Posted: 26 / 02 / 2018
The investment landscape for 2017 was far better than expected.
The global economy certainly performed ahead of expectations, showing decisive and synchronised growth for the first time in several years, and this meant that lingering fears about the Eurozone recovery faded away.
Despite this rapidly improving economy, central banks remained very supportive, inching along the path towards more ‘normal’ monetary policy. We saw interest rate hikes in the US and the UK, and a slower pace of bond purchases in the Eurozone, but policy steps overall have clearly erred on the
side of caution.
The landscape at the start of the year was dominated by political risk the unfolding Brexit tale, the swirl of scandal around The White House and the threat of its newly elected President lashing out against China on trade or striking against North Korea, as well as fears of destabilising election results in France or Germany. Yet these risks have barely impacted markets and are now distant memory. In fact, almost all asset classes rose, most with stunningly low levels of volatility!
Valuations were quite high for many assets at the start of 2017 – bond yields close to historic lows, equity valuation multiples well above historic averages and for some markets (the US in particular) close to historic peaks. Most equity markets have become more expensive through 2017, as well as experiencing an extraordinary collapse in volatility, to mill-pond levels of calm.
The economic environment today may be good and central banks may be running still on very accommodative policy settings, but can we reconcile the highest market valuations in 15 years and the lowest levels of equity volatility in a generation with the world around us? Let’s consider the bigger picture.
The global economy looks in good shape, and could remain so for some time, particularly if corporate confidence translates to an increase in capital investment, improving the economy’s productive capacity and leading to a prolonged growth cycle. But there’s a risk that today’s optimism embeds tomorrow’s disappointment.
There are always clouds on the horizon and it should concern us if investors choose to disregard them: slower growth in China; growing evidence of
inflationary pressures in the US and Europe; the related potential for more significant central bank action; and the rise in oil prices, which is starting to take back the windfall boost that cheap energy gave to the global economy when oil prices collapsed in 2015-16.
This has been a long cycle; the third longest economic upswing in the US since 1945. Cycles don’t die of old age or calendar effects, but rather from shifting fundamentals or tighter policy, and often as a result of central bank action.
Central banks have fanned the embers of the global economy since 2009, but now it’s clear that recovery has taken hold and the policy mix will shift towards ensuring inflation does not become a threat. Evidence of stronger inflation pipeline pressures – from oil, from stronger demand, from supply shortages, from wage increases – could force the Federal Reserve in particular in to a more aggressive stance.
In many past cycles, we have seen an increase in market volatility in the latter years of the economic expansion – even in the cycle that
ended in the dotcom bubble and extremely strong market gains, we saw periods of intense volatility leading up to the peak. The contrast today, with volatility collapsing to new lows, raises many questions.
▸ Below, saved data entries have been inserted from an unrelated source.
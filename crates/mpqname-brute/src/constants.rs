//! Hash and search related constants

// =============================================================================
// Crypt table parameters
// =============================================================================

/// Number of words in the crypt table (4 hash types x 256 byte values + 256 spare)
pub const CRYPT_TABLE_SIZE: usize = 0x500;

/// Initial seed of the crypt table generator
pub const CRYPT_TABLE_SEED: u32 = 0x0010_0001;

/// Modulus of the crypt table generator
pub const CRYPT_TABLE_MODULUS: u32 = 0x2A_AAAB;

/// Table slots filled per base index
pub const CRYPT_TABLE_ROUNDS: usize = 5;

// =============================================================================
// Hash function parameters
// =============================================================================

/// Initial value of the first accumulator
pub const HASH_SEED1_INIT: u32 = 0x7FED_7FED;

/// Initial value of the second accumulator
pub const HASH_SEED2_INIT: u32 = 0xEEEE_EEEE;

// =============================================================================
// Candidate space
// =============================================================================

/// Number of variable characters in a candidate name
pub const CANDIDATE_LEN: usize = 8;

/// Default path prefix shared by every candidate
pub const DEFAULT_PATH_PREFIX: &str = "levels\\l1data\\";

/// Default suffix appended to every candidate name
pub const DEFAULT_NAME_SUFFIX: &str = ".dun";

/// Default alphabet for the first name character
///
/// The file sorts before "hero1.dun", so its name starts with a character up to 'h'.
pub const DEFAULT_FIRST_CHARSET: &str = "abcdefgh0123456789-_";

/// Default alphabet for the remaining name characters
pub const DEFAULT_CHARSET: &str = "abcdefghijklmnopqrstuvwxyz0123456789-_";

/// Default target hash A (hash type 0x100)
pub const DEFAULT_TARGET_HASH_A: u32 = 0xB29F_C135;

/// Default target hash B (hash type 0x200)
pub const DEFAULT_TARGET_HASH_B: u32 = 0x2257_5C4A;

// =============================================================================
// Search runtime
// =============================================================================

/// Number of candidates a worker checks between flushes of the shared counter
pub const PROGRESS_FLUSH_INTERVAL: u64 = 1 << 20;

/// Default file the matched path is written to
pub const DEFAULT_OUTPUT_FILE: &str = "found.txt";
//! Infrastructure layer - I/O and external dependencies
//!
//! This module handles file operations and other external dependencies.

pub mod result_io;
Our dilemma (as investors) is balancing the risk of a reversal in markets against the imperative to benefit from strong momentum while it lasts.
Markets aren’t worrying about this. There is a fear that it could be a naïve hope: even in good growth scenarios, the point will come where interest rate rises trigger a rise in market volatility (if not a more dramatic reappraisal of the growth outlook), and the risk is that a small rise in volatility could reveal that some investors have pushed risk boundaries further than they should have when the world seemed dead calm, and need to unwind positions in a hurry.
An investor’s is balancing the risk of a reversal in markets against the imperative to benefit from strong momentum while it lasts. It’s no good being ‘right’ about a market correction if that means positioning a portfolio much too defensively, much too early.